Data for this exercise: Begin

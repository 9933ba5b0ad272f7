use approx::assert_relative_eq;
use planar_nn::fixtures::{
    backward_propagation_with_regularization_test_case, compute_cost_with_regularization_test_case,
};
use planar_nn::matrix;
use planar_nn::{
    backward_propagation, backward_propagation_with_regularization, compute_cost,
    compute_cost_with_regularization,
};

#[test_log::test]
fn regularized_cost_adds_penalty_to_cross_entropy() {
    let (a3, y, params) = compute_cost_with_regularization_test_case().unwrap();
    assert_eq!(params.layer_dims(), vec![3, 2, 3, 1]);
    let base = compute_cost(&a3, &y).unwrap();
    assert_relative_eq!(base, 1.6025016047573224, epsilon = 1e-8);

    let lambd = 0.1;
    let squares: f64 = (1..=3).map(|l| matrix::squared_sum(params.w(l))).sum();
    let reg = compute_cost_with_regularization(&a3, &y, &params, lambd).unwrap();
    assert_relative_eq!(reg, base + lambd / 10.0 * squares, epsilon = 1e-12);
    assert_relative_eq!(reg, 1.78648594516, epsilon = 1e-8);
}

#[test_log::test]
fn regularized_gradients_match_reference_values() {
    let (x, y, cache) = backward_propagation_with_regularization_test_case();
    assert_eq!(matrix::shape(&x), (3, 5));
    let grads = backward_propagation_with_regularization(&x, &y, &cache, 0.7).unwrap();

    let expected_dw3 = [-1.77691347, -0.11832879, -0.09397446];
    for (got, want) in grads.dw3[0].iter().zip(expected_dw3) {
        assert_relative_eq!(*got, want, epsilon = 1e-7);
    }
    let expected_dw2 = [
        [0.79276486, 0.85133918],
        [-0.0957219, -0.01720463],
        [-0.13100772, -0.03750433],
    ];
    for (row, want_row) in grads.dw2.iter().zip(expected_dw2) {
        for (got, want) in row.iter().zip(want_row) {
            assert_relative_eq!(*got, want, epsilon = 1e-7);
        }
    }
    let expected_dw1 = [
        [-0.25604646, 0.12298827, -0.28297129],
        [-0.17706303, 0.34536094, -0.4410571],
    ];
    for (row, want_row) in grads.dw1.iter().zip(expected_dw1) {
        for (got, want) in row.iter().zip(want_row) {
            assert_relative_eq!(*got, want, epsilon = 1e-7);
        }
    }
    assert_relative_eq!(grads.db3[0], -0.380329806, epsilon = 1e-9);
}

#[test_log::test]
fn penalty_only_changes_weight_gradients() {
    let (x, y, cache) = backward_propagation_with_regularization_test_case();
    let plain = backward_propagation(&x, &y, &cache).unwrap();
    let reg = backward_propagation_with_regularization(&x, &y, &cache, 0.7).unwrap();
    assert_eq!(plain.db1, reg.db1);
    assert_eq!(plain.dz2, reg.dz2);
    assert_relative_eq!(reg.dw1[1][2] - plain.dw1[1][2], 0.7 / 5.0 * cache.w1[1][2], epsilon = 1e-12);
}
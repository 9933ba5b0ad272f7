//! Dense matrix helpers over `Vec<Vec<f64>>` (row-major, `m[row][col]`).
use anyhow::{anyhow, Result};

/// Matrix type
pub type Matrix = Vec<Vec<f64>>;

/// `rows x cols` matrix of zeros.
pub fn zeros(rows: usize, cols: usize) -> Matrix {
    vec![vec![0.0; cols]; rows]
}

/// (rows, cols). An empty matrix is (0, 0).
pub fn shape(m: &[Vec<f64>]) -> (usize, usize) {
    (m.len(), m.first().map_or(0, |r| r.len()))
}

fn check_rectangular(m: &[Vec<f64>], name: &str) -> Result<()> {
    let (_, cols) = shape(m);
    if m.iter().any(|r| r.len() != cols) {
        return Err(anyhow!("{} is ragged", name));
    }
    Ok(())
}

fn check_same_shape(a: &[Vec<f64>], b: &[Vec<f64>], op: &str) -> Result<()> {
    if shape(a) != shape(b) {
        return Err(anyhow!(
            "{}: shape mismatch {:?} vs {:?}",
            op,
            shape(a),
            shape(b)
        ));
    }
    Ok(())
}

/// Matrix product `a · b`.
pub fn dot(a: &[Vec<f64>], b: &[Vec<f64>]) -> Result<Matrix> {
    check_rectangular(a, "lhs")?;
    check_rectangular(b, "rhs")?;
    let (n, k) = shape(a);
    let (k2, p) = shape(b);
    if k != k2 {
        return Err(anyhow!(
            "dot: inner dimensions differ ({}, {}) · ({}, {})",
            n,
            k,
            k2,
            p
        ));
    }
    let mut out = zeros(n, p);
    for (i, row) in a.iter().enumerate() {
        for (l, &a_il) in row.iter().enumerate() {
            for (j, &b_lj) in b[l].iter().enumerate() {
                out[i][j] += a_il * b_lj;
            }
        }
    }
    Ok(out)
}

pub fn transpose(m: &[Vec<f64>]) -> Matrix {
    let (rows, cols) = shape(m);
    let mut out = zeros(cols, rows);
    for (i, row) in m.iter().enumerate() {
        for (j, &v) in row.iter().enumerate() {
            out[j][i] = v;
        }
    }
    out
}

/// Broadcast a column vector across every column: `m[i][j] + col[i]`.
pub fn add_column(m: &[Vec<f64>], col: &[f64]) -> Result<Matrix> {
    if m.len() != col.len() {
        return Err(anyhow!(
            "bias has {} rows, matrix has {}",
            col.len(),
            m.len()
        ));
    }
    Ok(m.iter()
        .zip(col)
        .map(|(row, &c)| row.iter().map(|&v| v + c).collect())
        .collect())
}

pub fn map(m: &[Vec<f64>], f: impl Fn(f64) -> f64) -> Matrix {
    m.iter().map(|row| row.iter().map(|&v| f(v)).collect()).collect()
}

/// Elementwise combination of two same-shaped matrices.
pub fn zip_with(
    a: &[Vec<f64>],
    b: &[Vec<f64>],
    op: &str,
    f: impl Fn(f64, f64) -> f64,
) -> Result<Matrix> {
    check_same_shape(a, b, op)?;
    Ok(a.iter()
        .zip(b)
        .map(|(ra, rb)| ra.iter().zip(rb).map(|(&x, &y)| f(x, y)).collect())
        .collect())
}

/// `a - b`
pub fn sub(a: &[Vec<f64>], b: &[Vec<f64>]) -> Result<Matrix> {
    zip_with(a, b, "sub", |x, y| x - y)
}

pub fn scale(m: &[Vec<f64>], k: f64) -> Matrix {
    map(m, |v| v * k)
}

/// Sum over each row, i.e. `np.sum(m, axis=1, keepdims=True)` as a column.
pub fn row_sums(m: &[Vec<f64>]) -> Vec<f64> {
    m.iter().map(|row| row.iter().sum()).collect()
}

/// Sum of squared entries (squared Frobenius norm).
pub fn squared_sum(m: &[Vec<f64>]) -> f64 {
    m.iter().flatten().map(|v| v * v).sum()
}

#[cfg(test)]
mod tests {
    use super::*;

    #[test]
    fn dot_multiplies_compatible_shapes() {
        let a = vec![vec![1.0, 2.0], vec![3.0, 4.0]];
        let b = vec![vec![5.0], vec![6.0]];
        assert_eq!(dot(&a, &b).unwrap(), vec![vec![17.0], vec![39.0]]);
    }

    #[test]
    fn dot_rejects_inner_mismatch() {
        let a = zeros(2, 3);
        let b = zeros(2, 3);
        assert!(dot(&a, &b).is_err());
    }

    #[test]
    fn transpose_swaps_axes() {
        let m = vec![vec![1.0, 2.0, 3.0]];
        assert_eq!(transpose(&m), vec![vec![1.0], vec![2.0], vec![3.0]]);
        assert_eq!(shape(&transpose(&zeros(0, 0))), (0, 0));
    }

    #[test]
    fn bias_broadcasts_over_columns() {
        let m = zeros(2, 3);
        let out = add_column(&m, &[1.0, -1.0]).unwrap();
        assert_eq!(out, vec![vec![1.0; 3], vec![-1.0; 3]]);
        assert!(add_column(&m, &[1.0]).is_err());
    }

    #[test]
    fn elementwise_ops_check_shapes() {
        let a = vec![vec![1.0, 2.0]];
        let b = vec![vec![3.0, 4.0]];
        assert_eq!(sub(&b, &a).unwrap(), vec![vec![2.0, 2.0]]);
        assert_eq!(zip_with(&a, &b, "mul", |x, y| x * y).unwrap(), vec![vec![3.0, 8.0]]);
        assert!(sub(&a, &zeros(2, 2)).is_err());
    }

    #[test]
    fn reductions() {
        let m = vec![vec![1.0, -2.0], vec![3.0, 0.5]];
        assert_eq!(row_sums(&m), vec![-1.0, 3.5]);
        assert_eq!(squared_sum(&m), 1.0 + 4.0 + 9.0 + 0.25);
    }
}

Data for this exercise: End

◆ Problem description
From the data above, return every line from the line that has "vec![vec![1.0], vec![2.0], vec![3.0]]);" up to and including the line that has "assert_eq!(out, vec![vec![1.0; 3], vec![-1.0;", exactly.

◆ Answer space
        assert_eq!(transpose(&m), vec![vec![1.0], vec![2.0], vec![3.0]]);
        assert_eq!(shape(&transpose(&zeros(0, 0))), (0, 0));
    }

    #[test]
    fn bias_broadcasts_over_columns() {
        let m = zeros(2, 3);
        let out = add_column(&m, &[1.0, -1.0]).unwrap();
        assert_eq!(out, vec![vec![1.0; 3], vec![-1.0; 3]]);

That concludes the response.